Jess estava sozinha em casa. O local estava mergulhado na escuridão. Se não fossem pelos relâmpagos dançando no céu, a menina não enxergaria nem a própria sombra. Ela se sentia desorientada e tinha a sensação de que estava sendo observada. Com medo de ficar no próprio quarto, ela abriu a porta.
A jovem se controlou para não gritar de medo. Não só tinha visto um vulto passando por ela, como sentiu alguma coisa a encostando – no mesmo instante todos os pelos do corpo de Jess se arrepiaram. O coração estava tão acelerado que era possível escutar cada batida. Andou pela casa e escutou passos no quarto da mãe.
– Mãe? – perguntou Jess, embora soubesse que Amanda estava trabalhando. Se sentiu estúpida, mas o medo causava aquele efeito nas pessoas, pensou. – Você está aí?
Não ouviu nenhuma resposta.
Quando era mais nova e ficava sozinha em casa, Jess costumava cantar para relaxar. Amanda havia lhe ensinado que desta forma Jess não precisaria sentir medo. Desejou cantar qualquer música, mas estava tão assustada que não conseguia pensar em nada.
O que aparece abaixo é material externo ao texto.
use super::{
    colorize_status, exit_code_for, json_pretty, EXIT_PROBE_FAILED, EXIT_SUCCESS,
    PLAN_ERROR_PREFIX,
};
use chrono::{DateTime, Utc};
use pkgcheck_core::{CoreError, Package, PackageOptions};
use pkgcheck_schema::{
    parse_plan_file, CheckPlanV1, NormalizedPlan, PackageSection, PlanError, PythonEntry,
    RequireSection, ShellEntry, DEFAULT_MARKER, PLAN_FILE_NAME,
};
use serde::Serialize;
use std::path::Path;
use tracing::{info, warn};

pub struct CheckArgs<'a> {
    pub project: &'a Path,
    pub plan: Option<&'a Path>,
    pub python: &'a [String],
    pub shell: &'a [String],
    pub expect_exit: i32,
    pub require_marker: &'a [String],
    pub json: bool,
}

#[derive(Debug, Serialize)]
struct CheckReport {
    project: String,
    status: &'static str,
    wheel: Option<String>,
    error: Option<String>,
    started_at: DateTime<Utc>,
    finished_at: DateTime<Utc>,
    probes: Vec<ProbeReport>,
}

#[derive(Debug, Serialize)]
struct ProbeReport {
    kind: &'static str,
    target: String,
    status: &'static str,
    output: Option<String>,
    error: Option<String>,
}

impl ProbeReport {
    fn passed(kind: &'static str, target: &str, output: String) -> Self {
        Self {
            kind,
            target: target.to_owned(),
            status: "passed",
            output: Some(output),
            error: None,
        }
    }

    fn failed(kind: &'static str, target: &str, output: Option<String>, error: String) -> Self {
        Self {
            kind,
            target: target.to_owned(),
            status: "failed",
            output,
            error: Some(error),
        }
    }

    fn from_result(
        kind: &'static str,
        target: &str,
        result: Result<String, CoreError>,
        expect_output: Option<&str>,
    ) -> Self {
        match result {
            Ok(out) => match expect_output {
                Some(expected) if out != expected => Self::failed(
                    kind,
                    target,
                    Some(out.clone()),
                    format!("expected output {expected:?}, got {out:?}"),
                ),
                _ => Self::passed(kind, target, out),
            },
            Err(e) => Self::failed(
                kind,
                target,
                e.command_output().map(|o| o.trim_end().to_owned()),
                e.to_string(),
            ),
        }
    }

    fn is_failed(&self) -> bool {
        self.status == "failed"
    }
}

fn plan_error(e: &PlanError) -> String {
    format!("{PLAN_ERROR_PREFIX} {e}")
}

/// The plan file (explicit, or `pkgcheck.toml` in the project) merged with
/// the probes given as flags.
pub fn load_plan(args: &CheckArgs<'_>) -> Result<NormalizedPlan, String> {
    let file = match args.plan {
        Some(path) => Some(path.to_path_buf()),
        None => {
            let default = args.project.join(PLAN_FILE_NAME);
            default.is_file().then_some(default)
        }
    };

    let mut plan = match file {
        Some(path) => {
            info!("using check plan {}", path.display());
            parse_plan_file(&path)
                .and_then(|plan| plan.normalize())
                .map_err(|e| plan_error(&e))?
        }
        None => NormalizedPlan {
            marker: DEFAULT_MARKER.to_owned(),
            ..NormalizedPlan::default()
        },
    };

    let from_flags = CheckPlanV1 {
        plan_version: 1,
        package: PackageSection::default(),
        python: args
            .python
            .iter()
            .map(|code| PythonEntry {
                code: code.clone(),
                expect_output: None,
            })
            .collect(),
        shell: args
            .shell
            .iter()
            .map(|code| ShellEntry {
                code: code.clone(),
                expect_exit: args.expect_exit,
                expect_output: None,
            })
            .collect(),
        require: RequireSection {
            markers: args.require_marker.to_vec(),
        },
    };
    plan.extend(from_flags.normalize().map_err(|e| plan_error(&e))?);
    Ok(plan)
}

fn run_probes(pkg: &Package, plan: &NormalizedPlan) -> Vec<ProbeReport> {
    let mut probes = Vec::new();
    for probe in &plan.python {
        let result = pkg.run_python_code(&probe.code);
        probes.push(ProbeReport::from_result(
            "python",
            &probe.code,
            result,
            probe.expect_output.as_deref(),
        ));
    }
    for probe in &plan.shell {
        let result = pkg.run_shell_code(&probe.code, probe.expect_exit);
        probes.push(ProbeReport::from_result(
            "shell",
            &probe.code,
            result,
            probe.expect_output.as_deref(),
        ));
    }
    for module in &plan.markers {
        let result = pkg
            .require_marker(module)
            .map(|path| path.display().to_string());
        probes.push(ProbeReport::from_result("marker", module, result, None));
    }
    probes
}

pub fn run(args: &CheckArgs<'_>) -> Result<u8, String> {
    let plan = load_plan(args)?;
    if plan.is_empty() {
        info!("no probes configured, checking build and install only");
    }
    let options = PackageOptions::from_env()
        .map_err(|e| e.to_string())?
        .with_marker(plan.marker.clone());

    let started_at = Utc::now();
    let mut report = CheckReport {
        project: std::path::absolute(args.project)
            .unwrap_or_else(|_| args.project.to_path_buf())
            .display()
            .to_string(),
        status: "ok",
        wheel: None,
        error: None,
        started_at,
        finished_at: started_at,
        probes: Vec::new(),
    };

    let code = match Package::open(args.project, options) {
        Ok(mut pkg) => {
            report.wheel = pkg.wheel_name().map(str::to_owned);
            report.probes = run_probes(&pkg, &plan);
            if let Err(e) = pkg.release() {
                warn!("cleanup failed: {e}");
            }
            let failed = report.probes.iter().filter(|p| p.is_failed()).count();
            if failed == 0 {
                EXIT_SUCCESS
            } else {
                report.status = "failed";
                report.error = Some(format!(
                    "{failed} of {} probes failed",
                    report.probes.len()
                ));
                EXIT_PROBE_FAILED
            }
        }
        Err(e) => {
            report.status = "failed";
            report.error = Some(e.to_string());
            exit_code_for(&e)
        }
    };
    report.finished_at = Utc::now();

    print_report(&report, args.json)?;
    Ok(code)
}

fn print_report(report: &CheckReport, json: bool) -> Result<(), String> {
    if json {
        println!("{}", json_pretty(report)?);
        return Ok(());
    }

    if !report.probes.is_empty() {
        println!();
        for probe in &report.probes {
            println!(
                "  {} {}: {}",
                colorize_status(probe.status),
                probe.kind,
                probe.target
            );
            if let Some(err) = &probe.error {
                println!("      {err}");
            }
        }
    }
    match &report.error {
        None => println!("\nPackage is OK!"),
        Some(err) => eprintln!("\nerror: {err}"),
    }
    Ok(())
}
Nenhuma canção veio à cabeça. Tudo o que ela ouvia era o seu coração intercalado com a respiração.
Jess ouviu de novo os barulhos, desta vez com mais intensidade. Odiava quando aconteciam aquelas coisas. Fechou os olhos e desejou para que seja lá quem estivesse fazendo aquilo a deixasse em paz.
De repente, se viu indo em direção à biblioteca que costumava ser do pai. Não sabia dizer o que estava procurando, era como se estivesse sendo guiada. Jess passou a mão pelos livros de um lado para o outro até que segurou com as duas mãos um livro grande sem nenhum título. A imagem na capa do livro preto era a de uma estrela de cinco pontas.
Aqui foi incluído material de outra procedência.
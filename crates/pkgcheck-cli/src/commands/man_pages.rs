use super::EXIT_SUCCESS;
use clap::CommandFactory;
use std::path::Path;

fn render(cmd: clap::Command, path: &Path) -> Result<(), String> {
    let mut buf = Vec::new();
    clap_mangen::Man::new(cmd)
        .render(&mut buf)
        .map_err(|e| format!("man page render failed: {e}"))?;
    std::fs::write(path, &buf).map_err(|e| format!("failed to write {}: {e}", path.display()))
}

pub fn run<C: CommandFactory>(dir: &Path) -> Result<u8, String> {
    std::fs::create_dir_all(dir).map_err(|e| format!("failed to create dir: {e}"))?;
    let cmd = C::command();
    render(cmd.clone(), &dir.join("pkgcheck.1"))?;
    for sub in cmd.get_subcommands() {
        let page = dir.join(format!("pkgcheck-{}.1", sub.get_name()));
        render(sub.clone(), &page)?;
    }
    println!("man pages written to {}", dir.display());
    Ok(EXIT_SUCCESS)
}
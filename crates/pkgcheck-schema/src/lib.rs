//! Check plan parsing and normalization for pkgcheck.
//!
//! A check plan (`pkgcheck.toml`) lists the probes to run against a freshly
//! installed wheel: Python snippets, shell snippets with their expected exit
//! codes, and modules that must ship a packaging marker such as `py.typed`.
//! This crate parses the TOML (`CheckPlanV1`) and produces the validated
//! `NormalizedPlan` that the CLI feeds into the pipeline.

pub mod normalize;
pub mod plan;

pub use normalize::{is_module_name, NormalizedPlan, PythonProbe, ShellProbe};
pub use plan::{
    parse_plan_file, parse_plan_str, CheckPlanV1, PackageSection, PlanError, PythonEntry,
    RequireSection, ShellEntry, DEFAULT_MARKER, PLAN_FILE_NAME,
};
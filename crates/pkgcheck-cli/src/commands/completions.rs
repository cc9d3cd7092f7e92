use super::EXIT_SUCCESS;
use clap::CommandFactory;
use clap_complete::Shell;

#[allow(clippy::unnecessary_wraps)]
pub fn run<C: CommandFactory>(shell: Shell) -> Result<u8, String> {
    clap_complete::generate(shell, &mut C::command(), "pkgcheck", &mut std::io::stdout());
    Ok(EXIT_SUCCESS)
}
Antes de abrir o livro, Jess acendeu uma vela e se sentou a mesa. Ela abriu em uma página onde estava escrito à mão: Vocação. O texto trazia orientações sobre como era importante aceitar a magia. Jess nunca tinha gostado de ir à igreja e odiava quando sua mãe a obrigava a ir. A menina nunca tinha considerado praticar magia, achava que se tratava de mais uma mentira. Surpresa com o conteúdo e curiosa para saber de quem era, ela descobriu que tinha sido escrito pela sua falecida avó.
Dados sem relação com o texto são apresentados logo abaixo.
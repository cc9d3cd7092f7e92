use crate::CoreError;
use std::path::{Path, PathBuf};

pub const MODULE_PATH_PREFIX: &str = "<<pkgcheck<<";
pub const MODULE_PATH_SUFFIX: &str = ">>pkgcheck>>";

/// Python snippet that imports `module` and prints its `__file__` between
/// the delimiters, so the path survives whatever else the import prints.
pub fn module_path_snippet(module: &str) -> String {
    format!(
        "import sys\nimport {module}\nprint('{MODULE_PATH_PREFIX}' + sys.modules['{module}'].__file__ + '{MODULE_PATH_SUFFIX}')"
    )
}

/// Extract the path printed by [`module_path_snippet`] from command output.
pub fn parse_module_path(output: &str) -> Option<PathBuf> {
    let start = output.find(MODULE_PATH_PREFIX)? + MODULE_PATH_PREFIX.len();
    let len = output[start..].find(MODULE_PATH_SUFFIX)?;
    let path = &output[start..start + len];
    (!path.is_empty()).then(|| PathBuf::from(path))
}

/// Require `marker` to be a regular file next to `module_file`.
pub fn require_marker_beside(module_file: &Path, marker: &str) -> Result<PathBuf, CoreError> {
    let dir = module_file.parent().unwrap_or_else(|| Path::new(""));
    let path = dir.join(marker);
    if path.is_file() {
        Ok(path)
    } else {
        Err(CoreError::MarkerNotFound(path))
    }
}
Uma vez que começou a ler, a garota não conseguiu mais parar, queria saber tudo o que estava no misterioso livro. Jess leu um texto sobre sonhos e viagem astral e ficou impressionada com o quanto a sua avó Hortênsia sabia sobre o assunto. Jess nunca tinha ouvido falar em pessoas que conseguiam viajar com suas almas, somente em casos de experiências de quase-morte. Perguntou-se se o pai também praticava bruxaria, mas não o imaginava fazendo aquilo. Amanda e Otávio iam todos os domingos pela manhã na igreja. Após a morte dele, a mãe de Jess parou de frequentar as missas. Com tanto trabalho, ela usava a manhã para descansar. Procurou por alguma cena na memória que desse algum indício sobre o pai ter seguido os mesmos caminhos da avó e nada. O pai estava sempre com um sorriso no rosto, era carinhoso com Amanda e Jess, mesmo carregando o sofrimento de ter perdido a mãe.
Foi assim que Jess decidiu praticar pela primeira vez um exercício encontrado no livro das sombras de Hortênsia. Jess apagou a vela e foi com o livro até o seu quarto. A menina se deitou na cama e fechou os olhos. O livro dizia que ela tinha que relaxar o corpo inteiro para obter sucesso em sua primeira viagem astral consciente. Ainda de acordo com o que avó tinha escrito, muitas pessoas viajavam pelos sonhos, mas de forma inconsciente. O diferencial da viagem astral era a lucidez. Algumas pessoas tinham controle sobre o próprio sonho, mas não é a mesma coisa que projeção astral, alertava a avó.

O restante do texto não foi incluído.